Marc Pautrel cultive l'art de la conversation à la française et de la séduction. La rondeur de son écriture poétique nous enveloppe jusqu'à nous faire oublier la passivité de cet amour naissant. Sa plume est aussi légère qu'un nuage, aussi douce qu'une caresse. L'éternel printemps se déguste plus qu'il ne se dévore. Au fil des pages, on se laisse gagner par cette chaleur qui envahit les corps et les cœurs.

Douce lecture !

samedi 28 septembre 2019

Mon avis sur "Baïkonour" d'Odile d'Oultremont

Après un premier roman qui a reçu en 2018 le prix de la Closerie des Lilas, Odile d'Oultremont revient avec un second roman, Baïkonour. Il est publié aux Éditions de l'Observatoire et fait partie de la sélection de la rentrée d’automne 2019 des 68 premières fois.

Anka vit au bord du golfe de Gascogne, dans une petite ville de Bretagne offerte à la houle et aux rafales. Fascinée par l'océan, la jeune femme rêve depuis toujours de prendre le large. Jusqu'au jour où la mer lui ravit ce père qu'elle aimait tant : Vladimir, pêcheur aguerri et capitaine du Baïkonour.
Sur le chantier déployé un peu plus loin, Marcus est grutier. Depuis les hauteurs de sa cabine, à cinquante mètres du sol, il orchestre les travaux et observe, passionné, la vie qui se meut en contrebas. Chaque jour, il attend le passage d'une inconnue. Un matin, distrait par la contemplation de cette jeune femme, il chute depuis la flèche de sa grue et bascule dans le coma. 
Quelque part entre ciel et mer, les destins de ces deux êtres que tout oppose se croiseront-ils enfin ?

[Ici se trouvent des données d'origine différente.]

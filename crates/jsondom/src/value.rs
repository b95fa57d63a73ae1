//! The tagged value at the heart of the document model.

use std::fmt;

use jsondom_alloc::ResourceHandle;
use num_cmp::NumCmp;

use crate::array::Array;
use crate::error::{Error, Result};
use crate::object::Object;
use crate::string;

/// The dynamic type tag of a [`Value`].
#[derive(Debug, Clone, Copy, PartialEq, Eq, Hash)]
pub enum Kind {
    Null,
    Bool,
    Int64,
    UInt64,
    Float64,
    String,
    Array,
    Object,
}

/// A JSON value: exactly one of the eight kinds at all times.
///
/// Every value — scalars included — carries the [`ResourceHandle`] it was
/// constructed with, and all heap children allocated by the value use that
/// same handle. Moving a `Value` is a plain bitwise move; copying across
/// resources is the explicit, fallible [`clone_in`](Value::clone_in).
pub struct Value {
    inner: Inner,
}

enum Inner {
    Null(ResourceHandle),
    Bool(bool, ResourceHandle),
    Int64(i64, ResourceHandle),
    UInt64(u64, ResourceHandle),
    Float64(f64, ResourceHandle),
    String(string::String),
    Array(Array),
    Object(Object),
}

/// Borrowed view of a value's payload, used by the serializer and the
/// comparison code so they can match without touching handles.
pub(crate) enum Repr<'a> {
    Null,
    Bool(bool),
    Int64(i64),
    UInt64(u64),
    Float64(f64),
    String(&'a string::String),
    Array(&'a Array),
    Object(&'a Object),
}

impl Value {
    /// A null value on the default resource.
    pub fn null() -> Self {
        Self::null_in(ResourceHandle::default())
    }

    /// A null value on the given resource.
    pub fn null_in(handle: ResourceHandle) -> Self {
        Self {
            inner: Inner::Null(handle),
        }
    }

    pub fn bool_in(value: bool, handle: ResourceHandle) -> Self {
        Self {
            inner: Inner::Bool(value, handle),
        }
    }

    pub fn int64_in(value: i64, handle: ResourceHandle) -> Self {
        Self {
            inner: Inner::Int64(value, handle),
        }
    }

    pub fn uint64_in(value: u64, handle: ResourceHandle) -> Self {
        Self {
            inner: Inner::UInt64(value, handle),
        }
    }

    pub fn float64_in(value: f64, handle: ResourceHandle) -> Self {
        Self {
            inner: Inner::Float64(value, handle),
        }
    }

    /// Copy `text` into a string value on `handle`.
    pub fn string_in(text: &str, handle: ResourceHandle) -> Result<Self> {
        Ok(Self::from(string::String::from_str_in(text, handle)?))
    }

    pub fn kind(&self) -> Kind {
        match &self.inner {
            Inner::Null(_) => Kind::Null,
            Inner::Bool(..) => Kind::Bool,
            Inner::Int64(..) => Kind::Int64,
            Inner::UInt64(..) => Kind::UInt64,
            Inner::Float64(..) => Kind::Float64,
            Inner::String(_) => Kind::String,
            Inner::Array(_) => Kind::Array,
            Inner::Object(_) => Kind::Object,
        }
    }

    /// The resource this value (and every heap child of it) allocates from.
    pub fn storage(&self) -> &ResourceHandle {
        match &self.inner {
            Inner::Null(handle)
            | Inner::Bool(_, handle)
            | Inner::Int64(_, handle)
            | Inner::UInt64(_, handle)
            | Inner::Float64(_, handle) => handle,
            Inner::String(s) => s.storage(),
            Inner::Array(a) => a.storage(),
            Inner::Object(o) => o.storage(),
        }
    }

    pub(crate) fn repr(&self) -> Repr<'_> {
        match &self.inner {
            Inner::Null(_) => Repr::Null,
            Inner::Bool(b, _) => Repr::Bool(*b),
            Inner::Int64(v, _) => Repr::Int64(*v),
            Inner::UInt64(v, _) => Repr::UInt64(*v),
            Inner::Float64(v, _) => Repr::Float64(*v),
            Inner::String(s) => Repr::String(s),
            Inner::Array(a) => Repr::Array(a),
            Inner::Object(o) => Repr::Object(o),
        }
    }

    pub fn is_null(&self) -> bool {
        matches!(self.inner, Inner::Null(_))
    }

    pub fn is_bool(&self) -> bool {
        matches!(self.inner, Inner::Bool(..))
    }

    pub fn is_i64(&self) -> bool {
        matches!(self.inner, Inner::Int64(..))
    }

    pub fn is_u64(&self) -> bool {
        matches!(self.inner, Inner::UInt64(..))
    }

    pub fn is_f64(&self) -> bool {
        matches!(self.inner, Inner::Float64(..))
    }

    pub fn is_number(&self) -> bool {
        matches!(
            self.inner,
            Inner::Int64(..) | Inner::UInt64(..) | Inner::Float64(..)
        )
    }

    pub fn is_string(&self) -> bool {
        matches!(self.inner, Inner::String(_))
    }

    pub fn is_array(&self) -> bool {
        matches!(self.inner, Inner::Array(_))
    }

    pub fn is_object(&self) -> bool {
        matches!(self.inner, Inner::Object(_))
    }

    /// Nothing, or [`Error::NotNull`] for any other kind.
    pub fn as_null(&self) -> Result<()> {
        match self.inner {
            Inner::Null(_) => Ok(()),
            _ => Err(Error::NotNull),
        }
    }

    /// The bool payload, or [`Error::NotBool`].
    pub fn as_bool(&self) -> Result<bool> {
        match self.inner {
            Inner::Bool(b, _) => Ok(b),
            _ => Err(Error::NotBool),
        }
    }

    /// The `i64` payload, or [`Error::NotNumber`] for any other kind.
    pub fn as_i64(&self) -> Result<i64> {
        match self.inner {
            Inner::Int64(v, _) => Ok(v),
            _ => Err(Error::NotNumber),
        }
    }

    /// The `u64` payload, or [`Error::NotNumber`] for any other kind.
    pub fn as_u64(&self) -> Result<u64> {
        match self.inner {
            Inner::UInt64(v, _) => Ok(v),
            _ => Err(Error::NotNumber),
        }
    }

    /// The `f64` payload, or [`Error::NotNumber`] for any other kind.
    pub fn as_f64(&self) -> Result<f64> {
        match self.inner {
            Inner::Float64(v, _) => Ok(v),
            _ => Err(Error::NotNumber),
        }
    }

    pub fn as_string(&self) -> Result<&string::String> {
        match &self.inner {
            Inner::String(s) => Ok(s),
            _ => Err(Error::NotString),
        }
    }

    pub fn as_string_mut(&mut self) -> Result<&mut string::String> {
        match &mut self.inner {
            Inner::String(s) => Ok(s),
            _ => Err(Error::NotString),
        }
    }

    pub fn as_array(&self) -> Result<&Array> {
        match &self.inner {
            Inner::Array(a) => Ok(a),
            _ => Err(Error::NotArray),
        }
    }

    pub fn as_array_mut(&mut self) -> Result<&mut Array> {
        match &mut self.inner {
            Inner::Array(a) => Ok(a),
            _ => Err(Error::NotArray),
        }
    }

    pub fn as_object(&self) -> Result<&Object> {
        match &self.inner {
            Inner::Object(o) => Ok(o),
            _ => Err(Error::NotObject),
        }
    }

    pub fn as_object_mut(&mut self) -> Result<&mut Object> {
        match &mut self.inner {
            Inner::Object(o) => Ok(o),
            _ => Err(Error::NotObject),
        }
    }

    /// Widening integer read: either integer kind, checked into `i64`.
    pub fn to_i64(&self) -> Result<i64> {
        match self.inner {
            Inner::Int64(v, _) => Ok(v),
            Inner::UInt64(v, _) => i64::try_from(v).map_err(|_| Error::IntegerOverflow),
            _ => Err(Error::NotNumber),
        }
    }

    /// Widening integer read: either integer kind, checked into `u64`.
    pub fn to_u64(&self) -> Result<u64> {
        match self.inner {
            Inner::UInt64(v, _) => Ok(v),
            Inner::Int64(v, _) => u64::try_from(v).map_err(|_| Error::IntegerOverflow),
            _ => Err(Error::NotNumber),
        }
    }

    /// Numeric read as a double; integer kinds convert (possibly lossily).
    pub fn to_f64(&self) -> Result<f64> {
        match self.inner {
            Inner::Float64(v, _) => Ok(v),
            Inner::Int64(v, _) => Ok(v as f64),
            Inner::UInt64(v, _) => Ok(v as f64),
            _ => Err(Error::NotNumber),
        }
    }

    /// Exchange the contents of two values, handles included.
    pub fn swap(&mut self, other: &mut Value) {
        std::mem::swap(self, other);
    }

    /// Deep copy onto another resource.
    pub fn clone_in(&self, handle: ResourceHandle) -> Result<Value> {
        Ok(match &self.inner {
            Inner::Null(_) => Value::null_in(handle),
            Inner::Bool(b, _) => Value::bool_in(*b, handle),
            Inner::Int64(v, _) => Value::int64_in(*v, handle),
            Inner::UInt64(v, _) => Value::uint64_in(*v, handle),
            Inner::Float64(v, _) => Value::float64_in(*v, handle),
            Inner::String(s) => Value::from(s.clone_in(handle)?),
            Inner::Array(a) => Value::from(a.clone_in(handle)?),
            Inner::Object(o) => Value::from(o.clone_in(handle)?),
        })
    }

    /// Deep copy on the same resource.
    pub fn try_clone(&self) -> Result<Value> {
        self.clone_in(self.storage().clone())
    }
}

impl Default for Value {
    fn default() -> Self {
        Self::null()
    }
}

impl From<bool> for Value {
    fn from(value: bool) -> Self {
        Self::bool_in(value, ResourceHandle::default())
    }
}

impl From<i64> for Value {
    fn from(value: i64) -> Self {
        Self::int64_in(value, ResourceHandle::default())
    }
}

impl From<u64> for Value {
    fn from(value: u64) -> Self {
        Self::uint64_in(value, ResourceHandle::default())
    }
}

impl From<f64> for Value {
    fn from(value: f64) -> Self {
        Self::float64_in(value, ResourceHandle::default())
    }
}

impl From<string::String> for Value {
    /// Adopts the string together with its resource.
    fn from(value: string::String) -> Self {
        Self {
            inner: Inner::String(value),
        }
    }
}

impl From<Array> for Value {
    /// Adopts the array together with its resource.
    fn from(value: Array) -> Self {
        Self {
            inner: Inner::Array(value),
        }
    }
}

impl From<Object> for Value {
    /// Adopts the object together with its resource.
    fn from(value: Object) -> Self {
        Self {
            inner: Inner::Object(value),
        }
    }
}

impl PartialEq for Value {
    /// Structural equality. The two integer kinds compare numerically with
    /// each other; `f64` compares only with `f64`; arrays are ordered,
    /// objects are not.
    fn eq(&self, other: &Self) -> bool {
        match (self.repr(), other.repr()) {
            (Repr::Null, Repr::Null) => true,
            (Repr::Bool(a), Repr::Bool(b)) => a == b,
            (Repr::Int64(a), Repr::Int64(b)) => a == b,
            (Repr::UInt64(a), Repr::UInt64(b)) => a == b,
            (Repr::Int64(a), Repr::UInt64(b)) => NumCmp::num_eq(a, b),
            (Repr::UInt64(a), Repr::Int64(b)) => NumCmp::num_eq(a, b),
            (Repr::Float64(a), Repr::Float64(b)) => a == b,
            (Repr::String(a), Repr::String(b)) => a == b,
            (Repr::Array(a), Repr::Array(b)) => a == b,
            (Repr::Object(a), Repr::Object(b)) => a == b,
            _ => false,
        }
    }
}

impl fmt::Debug for Value {
    fn fmt(&self, f: &mut fmt::Formatter<'_>) -> fmt::Result {
        match self.repr() {
            Repr::Null => f.write_str("null"),
            Repr::Bool(b) => fmt::Debug::fmt(&b, f),
            Repr::Int64(v) => fmt::Debug::fmt(&v, f),
            Repr::UInt64(v) => fmt::Debug::fmt(&v, f),
            Repr::Float64(v) => fmt::Debug::fmt(&v, f),
            Repr::String(s) => fmt::Debug::fmt(s, f),
            Repr::Array(a) => fmt::Debug::fmt(a, f),
            Repr::Object(o) => fmt::Debug::fmt(o, f),
        }
    }
}

#[cfg(test)]
mod tests {
    use super::*;
    use jsondom_alloc::MonotonicResource;

    #[test]
    fn kind_is_stable_after_construction() {
        assert_eq!(Value::null().kind(), Kind::Null);
        assert_eq!(Value::from(true).kind(), Kind::Bool);
        assert_eq!(Value::from(-1i64).kind(), Kind::Int64);
        assert_eq!(Value::from(1u64).kind(), Kind::UInt64);
        assert_eq!(Value::from(1.5f64).kind(), Kind::Float64);
    }

    #[test]
    fn integer_kinds_compare_numerically() {
        assert_eq!(Value::from(5i64), Value::from(5u64));
        assert_eq!(Value::from(5u64), Value::from(5i64));
        assert_ne!(Value::from(-5i64), Value::from(5u64));
        // A value fitting both kinds still reports what it was built as.
        assert!(Value::from(5i64).is_i64());
        assert!(!Value::from(5i64).is_u64());
    }

    #[test]
    fn doubles_compare_only_with_doubles() {
        assert_ne!(Value::from(1.0f64), Value::from(1i64));
        assert_eq!(Value::from(1.5f64), Value::from(1.5f64));
    }

    #[test]
    fn accessors_report_kind_mismatches() {
        let v = Value::from(true);
        assert_eq!(v.as_i64(), Err(Error::NotNumber));
        assert_eq!(v.as_bool(), Ok(true));
        assert_eq!(v.as_object().err(), Some(Error::NotObject));
        assert_eq!(Value::null().as_string().err(), Some(Error::NotString));
        assert_eq!(v.as_null(), Err(Error::NotNull));
        assert_eq!(Value::null().as_null(), Ok(()));
    }

    #[test]
    fn widening_reads_check_for_overflow() {
        assert_eq!(Value::from(u64::MAX).to_i64(), Err(Error::IntegerOverflow));
        assert_eq!(Value::from(-1i64).to_u64(), Err(Error::IntegerOverflow));
        assert_eq!(Value::from(7u64).to_i64(), Ok(7));
        assert_eq!(Value::from(7i64).to_u64(), Ok(7));
        assert_eq!(Value::from(true).to_f64(), Err(Error::NotNumber));
    }

    #[test]
    fn swap_exchanges_payload_and_handle() {
        let arena = ResourceHandle::new(MonotonicResource::new());
        let mut a = Value::int64_in(1, arena.clone());
        let mut b = Value::null();
        a.swap(&mut b);
        assert!(a.is_null());
        assert_eq!(b.as_i64(), Ok(1));
        assert_eq!(b.storage(), &arena);
        assert!(a.storage().is_default());
    }

    #[test]
    fn clone_in_rebinds_every_child() {
        let arena = ResourceHandle::new(MonotonicResource::new());
        let mut arr = Array::new_in(arena.clone());
        arr.push(Value::string_in("spilling well past the inline buffer", arena.clone()).unwrap())
            .unwrap();
        let tree = Value::from(arr);
        let copy = tree.clone_in(ResourceHandle::default()).unwrap();
        assert_eq!(copy, tree);
        assert!(copy.storage().is_default());
        assert!(copy.as_array().unwrap()[0].storage().is_default());
    }
}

Baïkonour est un roman entre ciel et mer, entre hauteur et profondeur. Grâce à sa plume aérienne, Odile d'Oultremont aborde toute en subtilité, douceur et mélancolie notre rapport au deuil, à l'héritage et à la renaissance ce, à travers des portraits de gens ordinaires. Le tout est baigné par la houle du Golfe de Gascogne. Baïkonour nous ballotte sur mer et dans les airs. Les personnages centraux que sont Anka et Marcus sont délicatement touchants. L'une l'est parce que bouleversée par la perte de ce père que la mer a englouti, par cette mère qui se réfugie dans le déni. L'autre l'est en raison de sa timidité qui le fera trébucher et le mènera inerte sur un lit d’hôpital. Entre ciel et mer il y a la terre. C'est donc là que deux êtres se trouveront, parviendront-ils ensemble à un certain bonheur ?

Et justement, du bonheur il y en a dans BaïkonourBercée par les flots, par les mots, par la poésie d'Odile d'Oultremont, j'ai aimé me promener cheveux au vent sur le port de cette petite ville de Bretagne, côtoyer ces marins pêcheurs, enfiler une blouse à fleurs, me faire chahuter par ces bourrasques du haut de cette grue de chantier. Au fil des pages, l'iode, l'odeur de soupes, de l'ammoniaque, de l’éther m'ont enveloppée. Puis, lorsque l'horizon s'est éclairci, je suis partie.

Beau voyage, belle lecture !

jeudi 26 septembre 2019

Mon avis sur "Animal" de Sandrine Collette

J'en avais envie, Polar'Osny l'a fait. En effet, voici quelque temps que je voyais passer son nom, que son univers semblait faire mouche auprès des lecteurs, alors lorsque dans le cadre du festival du roman policier qui se déroulera à Osny du 12 au 30 novembre prochain, on m'a demandé de chroniquer un des auteurs parmi les invités. Sans hésitation, j'ai choisi Sandrine Collette. Animal est son dernier et septième roman. Ambiance...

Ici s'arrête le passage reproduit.